WHAT YOU ARE ASKED TO DO: Take from the data every line in which the word "lowered" is found.
⁂
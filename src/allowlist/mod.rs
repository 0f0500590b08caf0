//! Dependency allow-list: loading, matching, and near-name suggestions.
//!
//! The allow-list document is JSON with top-level categories. Each category
//! maps either to a list of names, or to sub-categories that are themselves
//! a name→metadata mapping or a list of names:
//!
//! ```json
//! {
//!   "frontend": { "framework": { "react": "18.x" }, "state": ["redux"] },
//!   "backend": ["fastapi"],
//!   "deployment": { "platform": "fly.io" }
//! }
//! ```
//!
//! All leaf names are flattened into one approved set regardless of category.
//! A sub-category whose value is a scalar (`"platform": "fly.io"`) declares
//! its own key as the approved name.

pub mod builtins;
pub mod imports;

pub use builtins::Ecosystem;
pub use imports::{DeclaredDependency, DependencyValidator};

use crate::core::{Severity, Violation, ViolationKind};
use crate::errors::{ComplianceError, Result};
use crate::io::FileSystem;
use serde::Serialize;
use serde_json::Value;
use std::collections::HashMap;
use std::path::Path;

/// Categories a complete allow-list is expected to declare.
pub const EXPECTED_CATEGORIES: &[&str] = &["frontend", "backend", "database", "deployment"];

const MAX_SUGGESTIONS: usize = 3;
const SIMILARITY_RATIO: f64 = 0.7;
const MAX_LENGTH_DIFFERENCE: usize = 2;

#[derive(Clone, Debug, PartialEq, Eq, Serialize)]
pub struct AllowEntry {
    pub name: String,
    pub category: String,
}

/// Approved package names and their declared categories.
///
/// Iteration order is the document's key order as deserialised (keys are
/// sorted by `serde_json`), so suggestions are deterministic.
#[derive(Clone, Debug, Default)]
pub struct AllowList {
    entries: Vec<AllowEntry>,
    index: HashMap<String, usize>,
    categories: Vec<String>,
}

impl AllowList {
    /// Build from `(name, category)` pairs, keeping the first category seen
    /// for duplicate names.
    pub fn from_entries<I, N, C>(entries: I) -> Self
    where
        I: IntoIterator<Item = (N, C)>,
        N: Into<String>,
        C: Into<String>,
    {
        let mut list = Self::default();
        for (name, category) in entries {
            list.push(name.into(), category.into());
        }
        list
    }

    pub fn from_json_str(contents: &str) -> std::result::Result<Self, serde_json::Error> {
        let document: Value = serde_json::from_str(contents)?;
        Ok(Self::from_document(&document))
    }

    /// Load and flatten the allow-list document at `path`.
    ///
    /// # Errors
    ///
    /// Missing or malformed documents are fatal for the allow-list check.
    pub fn load(fs: &dyn FileSystem, path: &Path) -> Result<Self> {
        if !fs.exists(path) {
            return Err(ComplianceError::allow_list("file not found", path));
        }
        let contents = fs.read_to_string(path)?;
        let list = Self::from_json_str(&contents)
            .map_err(|e| ComplianceError::allow_list(format!("invalid JSON: {e}"), path))?;
        tracing::debug!(
            path = %path.display(),
            approved = list.len(),
            "Loaded allow-list"
        );
        Ok(list)
    }

    fn from_document(document: &Value) -> Self {
        let mut list = Self::default();
        let Value::Object(top) = document else {
            return list;
        };

        for (category, value) in top {
            list.categories.push(category.clone());
            match value {
                Value::Array(names) => list.push_names(names, category),
                Value::Object(groups) => {
                    for (group, members) in groups {
                        let label = format!("{category}/{group}");
                        match members {
                            Value::Object(named) => {
                                for name in named.keys() {
                                    list.push(name.clone(), label.clone());
                                }
                            }
                            Value::Array(names) => list.push_names(names, &label),
                            _ => list.push(group.clone(), category.clone()),
                        }
                    }
                }
                _ => {}
            }
        }
        list
    }

    fn push_names(&mut self, names: &[Value], category: &str) {
        for name in names.iter().filter_map(Value::as_str) {
            self.push(name.to_string(), category.to_string());
        }
    }

    fn push(&mut self, name: String, category: String) {
        if self.index.contains_key(&name) {
            return;
        }
        self.index.insert(name.clone(), self.entries.len());
        self.entries.push(AllowEntry { name, category });
    }

    pub fn contains(&self, name: &str) -> bool {
        self.index.contains_key(name)
    }

    pub fn category_of(&self, name: &str) -> Option<&str> {
        self.index
            .get(name)
            .map(|&i| self.entries[i].category.as_str())
    }

    pub fn names(&self) -> impl Iterator<Item = &str> {
        self.entries.iter().map(|e| e.name.as_str())
    }

    pub fn entries(&self) -> &[AllowEntry] {
        &self.entries
    }

    /// Top-level categories declared by the document.
    pub fn categories(&self) -> &[String] {
        &self.categories
    }

    pub fn len(&self) -> usize {
        self.entries.len()
    }

    pub fn is_empty(&self) -> bool {
        self.entries.is_empty()
    }
}

/// Decides authorization for declared names within one ecosystem.
#[derive(Debug, Clone, Copy)]
pub struct AllowListMatcher<'a> {
    allow_list: &'a AllowList,
    ecosystem: Ecosystem,
}

impl<'a> AllowListMatcher<'a> {
    pub fn new(allow_list: &'a AllowList, ecosystem: Ecosystem) -> Self {
        Self {
            allow_list,
            ecosystem,
        }
    }

    /// Approved iff allow-listed or a builtin of the matcher's ecosystem.
    pub fn is_approved(&self, name: &str) -> bool {
        self.allow_list.contains(name) || self.ecosystem.is_builtin(name)
    }

    pub fn suggest(&self, name: &str) -> Vec<String> {
        suggest(name, self.allow_list.names())
    }
}

/// Up to three approved names that look like `name`, in candidate order.
pub fn suggest<'c>(name: &str, candidates: impl IntoIterator<Item = &'c str>) -> Vec<String> {
    if name.is_empty() {
        return Vec::new();
    }
    let needle = name.to_lowercase();

    candidates
        .into_iter()
        .filter(|candidate| {
            let lowered = candidate.to_lowercase();
            lowered.contains(&needle) || needle.contains(&lowered) || similar_names(name, candidate)
        })
        .take(MAX_SUGGESTIONS)
        .map(str::to_string)
        .collect()
}

/// Similar lengths and at least 70% position-aligned matching characters,
/// measured against the shorter name.
pub fn similar_names(left: &str, right: &str) -> bool {
    let left: Vec<char> = left.to_lowercase().chars().collect();
    let right: Vec<char> = right.to_lowercase().chars().collect();

    if left.len().abs_diff(right.len()) > MAX_LENGTH_DIFFERENCE {
        return false;
    }

    let shorter = left.len().min(right.len());
    let matching = left.iter().zip(&right).filter(|(a, b)| a == b).count();
    matching as f64 >= shorter as f64 * SIMILARITY_RATIO
}

/// Presence and well-formedness check for the allow-list document.
///
/// Missing → critical; unparseable → high; parseable but lacking one of
/// [`EXPECTED_CATEGORIES`] → medium, non-blocking.
pub fn check_allow_list_document(fs: &dyn FileSystem, path: &Path, owner: &str) -> Vec<Violation> {
    let file_name = path
        .file_name()
        .map(|n| n.to_string_lossy().into_owned())
        .unwrap_or_else(|| path.display().to_string());

    if !fs.exists(path) {
        return vec![Violation::new(
            owner,
            ViolationKind::MissingAllowList,
            Severity::Critical,
            format!("{file_name} file not found"),
        )
        .with_remediation(format!("{owner} must create {file_name}"))];
    }

    let document = fs
        .read_to_string(path)
        .ok()
        .and_then(|contents| serde_json::from_str::<Value>(&contents).ok());

    match document {
        Some(document @ Value::Object(_)) => {
            let declared = AllowList::from_document(&document);
            EXPECTED_CATEGORIES
                .iter()
                .filter(|category| !declared.categories().iter().any(|c| c == **category))
                .map(|category| {
                    Violation::new(
                        owner,
                        ViolationKind::IncompleteAllowList,
                        Severity::Medium,
                        format!("Missing '{category}' specification in {file_name}"),
                    )
                    .non_blocking()
                })
                .collect()
        }
        _ => vec![Violation::new(
            owner,
            ViolationKind::InvalidAllowList,
            Severity::High,
            format!("{file_name} is not a valid JSON object"),
        )
        .with_remediation(format!("Fix the syntax of {file_name}"))],
    }
}

#[cfg(test)]
mod tests {
    use super::*;
    use crate::io::MemoryFileSystem;
    use pretty_assertions::assert_eq;

    fn sample() -> AllowList {
        AllowList::from_json_str(
            r#"{
                "frontend": { "framework": { "react": "18.x", "react-dom": "18.x" }, "state": ["redux"] },
                "backend": ["fastapi", "pydantic"],
                "database": { "engine": { "postgresql": {} } },
                "deployment": { "platform": "fly.io" }
            }"#,
        )
        .unwrap()
    }

    #[test]
    fn test_flattens_all_leaf_names() {
        let list = sample();
        for name in ["react", "react-dom", "redux", "fastapi", "pydantic", "postgresql", "platform"] {
            assert!(list.contains(name), "{name} missing");
        }
        assert_eq!(list.category_of("redux"), Some("frontend/state"));
        assert_eq!(list.category_of("fastapi"), Some("backend"));
        assert_eq!(list.categories().len(), 4);
    }

    #[test]
    fn test_builtins_are_approved() {
        let list = sample();
        let python = AllowListMatcher::new(&list, Ecosystem::Python);
        assert!(python.is_approved("os"));
        assert!(python.is_approved("fastapi"));
        assert!(!python.is_approved("flask"));

        let node = AllowListMatcher::new(&list, Ecosystem::Node);
        assert!(node.is_approved("path"));
        assert!(!node.is_approved("os.path"));
    }

    #[test]
    fn test_substring_suggestion() {
        let list = AllowList::from_entries([("react-dom", "frontend"), ("redux", "frontend")]);
        let matcher = AllowListMatcher::new(&list, Ecosystem::Node);
        assert!(!matcher.is_approved("react"));
        assert_eq!(matcher.suggest("react"), vec!["react-dom".to_string()]);
    }

    #[test]
    fn test_no_suggestion_for_unrelated_name() {
        let list = AllowList::from_entries([("react-dom", "frontend"), ("redux", "frontend")]);
        let matcher = AllowListMatcher::new(&list, Ecosystem::Node);
        assert!(!matcher.is_approved("lodash"));
        assert!(matcher.suggest("lodash").is_empty());
    }

    #[test]
    fn test_similar_names() {
        assert!(similar_names("requets", "requests"));
        assert!(similar_names("Flask", "flasq"));
        assert!(!similar_names("redux", "react"));
        assert!(!similar_names("a", "abcd"));
    }

    #[test]
    fn test_suggestions_capped_at_three_in_candidate_order() {
        let candidates = ["pkg-a", "pkg-b", "pkg-c", "pkg-d"];
        assert_eq!(suggest("pkg", candidates), vec!["pkg-a", "pkg-b", "pkg-c"]);
    }

    #[test]
    fn test_empty_name_has_no_suggestions() {
        assert!(suggest("", ["anything"]).is_empty());
    }

    #[test]
    fn test_load_missing_document_is_error() {
        let fs = MemoryFileSystem::new();
        let err = AllowList::load(&fs, Path::new("design/technology-lock.json")).unwrap_err();
        assert!(err.is_configuration_error());
    }

    #[test]
    fn test_load_malformed_document_is_error() {
        let fs = MemoryFileSystem::new().with_file("lock.json", "{ not json");
        assert!(AllowList::load(&fs, Path::new("lock.json")).is_err());
    }

    #[test]
    fn test_document_check_missing() {
        let fs = MemoryFileSystem::new();
        let violations =
            check_allow_list_document(&fs, Path::new("d/technology-lock.json"), "solution-architect");
        assert_eq!(violations.len(), 1);
        assert_eq!(violations[0].kind, ViolationKind::MissingAllowList);
        assert_eq!(violations[0].severity, Severity::Critical);
    }

    #[test]
    fn test_document_check_invalid() {
        let fs = MemoryFileSystem::new().with_file("lock.json", "[1, 2");
        let violations = check_allow_list_document(&fs, Path::new("lock.json"), "owner");
        assert_eq!(violations[0].kind, ViolationKind::InvalidAllowList);
        assert!(violations[0].blocks_readiness());
    }

    #[test]
    fn test_document_check_incomplete_is_non_blocking() {
        let fs = MemoryFileSystem::new().with_file("lock.json", r#"{"frontend": [], "backend": []}"#);
        let violations = check_allow_list_document(&fs, Path::new("lock.json"), "owner");
        assert_eq!(violations.len(), 2);
        assert!(violations.iter().all(|v| !v.blocks_readiness()));
        assert!(violations.iter().all(|v| v.severity == Severity::Medium));
    }
}
use super::coverage::{is_lcov_path, parse_coverage_json, parse_lcov, CoverageSummary};
use super::{TestRunReport, TestRunner};
use crate::config::ComplianceConfig;
use crate::errors::{ComplianceError, Result};
use crate::io::FileSystem;
use std::path::PathBuf;
use std::process::{Command, Stdio};
use std::sync::Arc;

const DEFAULT_COVERAGE_REPORT: &str = "coverage.json";

/// Runs the configured test command, then reads the coverage report it left
/// behind.
///
/// Without a command the suite is taken as passing and only the report is
/// read. A missing report leaves coverage unknown.
pub struct CommandTestRunner {
    fs: Arc<dyn FileSystem>,
    command: Option<Vec<String>>,
    coverage_report: PathBuf,
    working_dir: PathBuf,
    min_file_coverage: f64,
}

impl CommandTestRunner {
    pub fn new(
        fs: Arc<dyn FileSystem>,
        command: Option<Vec<String>>,
        coverage_report: impl Into<PathBuf>,
        working_dir: impl Into<PathBuf>,
    ) -> Self {
        Self {
            fs,
            command,
            coverage_report: coverage_report.into(),
            working_dir: working_dir.into(),
            min_file_coverage: 90.0,
        }
    }

    pub fn from_config(fs: Arc<dyn FileSystem>, config: &ComplianceConfig) -> Self {
        let report = config
            .test_runner
            .coverage_report
            .clone()
            .unwrap_or_else(|| PathBuf::from(DEFAULT_COVERAGE_REPORT));
        Self::new(
            fs,
            config.test_runner.command.clone(),
            config.resolve(&report),
            config.project_root.clone(),
        )
        .with_min_file_coverage(config.thresholds.min_coverage)
    }

    pub fn with_min_file_coverage(mut self, threshold: f64) -> Self {
        self.min_file_coverage = threshold;
        self
    }

    fn run_command(&self, argv: &[String]) -> Result<bool> {
        let Some((program, args)) = argv.split_first() else {
            return Err(ComplianceError::collaborator("test runner", "empty test command"));
        };

        tracing::info!(command = %argv.join(" "), "Running test suite");
        let output = Command::new(program)
            .args(args)
            .current_dir(&self.working_dir)
            .stdin(Stdio::null())
            .output()
            .map_err(|e| ComplianceError::collaborator("test runner", format!("failed to start {program}: {e}")))?;

        if !output.status.success() {
            tracing::debug!(
                status = ?output.status.code(),
                stderr = %String::from_utf8_lossy(&output.stderr),
                "Test command failed"
            );
        }
        Ok(output.status.success())
    }

    fn read_coverage(&self) -> Result<Option<CoverageSummary>> {
        if !self.fs.is_file(&self.coverage_report) {
            tracing::warn!(path = %self.coverage_report.display(), "Coverage report not found");
            return Ok(None);
        }
        let contents = self.fs.read_to_string(&self.coverage_report)?;
        let summary = if is_lcov_path(&self.coverage_report) {
            parse_lcov(&contents)?
        } else {
            parse_coverage_json(&contents)?
        };
        Ok(Some(summary))
    }
}

impl TestRunner for CommandTestRunner {
    fn run(&self) -> Result<TestRunReport> {
        let passed = match &self.command {
            Some(argv) => self.run_command(argv)?,
            None => true,
        };

        let coverage = self.read_coverage()?;
        Ok(TestRunReport {
            passed,
            coverage_percent: coverage.as_ref().map(|c| c.total_percent),
            per_file: coverage
                .map(|c| c.files_below(self.min_file_coverage))
                .unwrap_or_default(),
        })
    }
}

/// Returns a fixed report. For embedding hosts that run tests themselves.
#[derive(Clone, Debug, Default)]
pub struct StaticTestRunner {
    report: TestRunReport,
}

impl StaticTestRunner {
    pub fn new(report: TestRunReport) -> Self {
        Self { report }
    }

    pub fn passing(coverage_percent: f64) -> Self {
        Self::new(TestRunReport {
            passed: true,
            coverage_percent: Some(coverage_percent),
            per_file: Vec::new(),
        })
    }
}

impl TestRunner for StaticTestRunner {
    fn run(&self) -> Result<TestRunReport> {
        Ok(self.report.clone())
    }
}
⁂
FINAL ANSWER:
            let lowered = candidate.to_lowercase();
            lowered.contains(&needle) || needle.contains(&lowered) || similar_names(name, candidate)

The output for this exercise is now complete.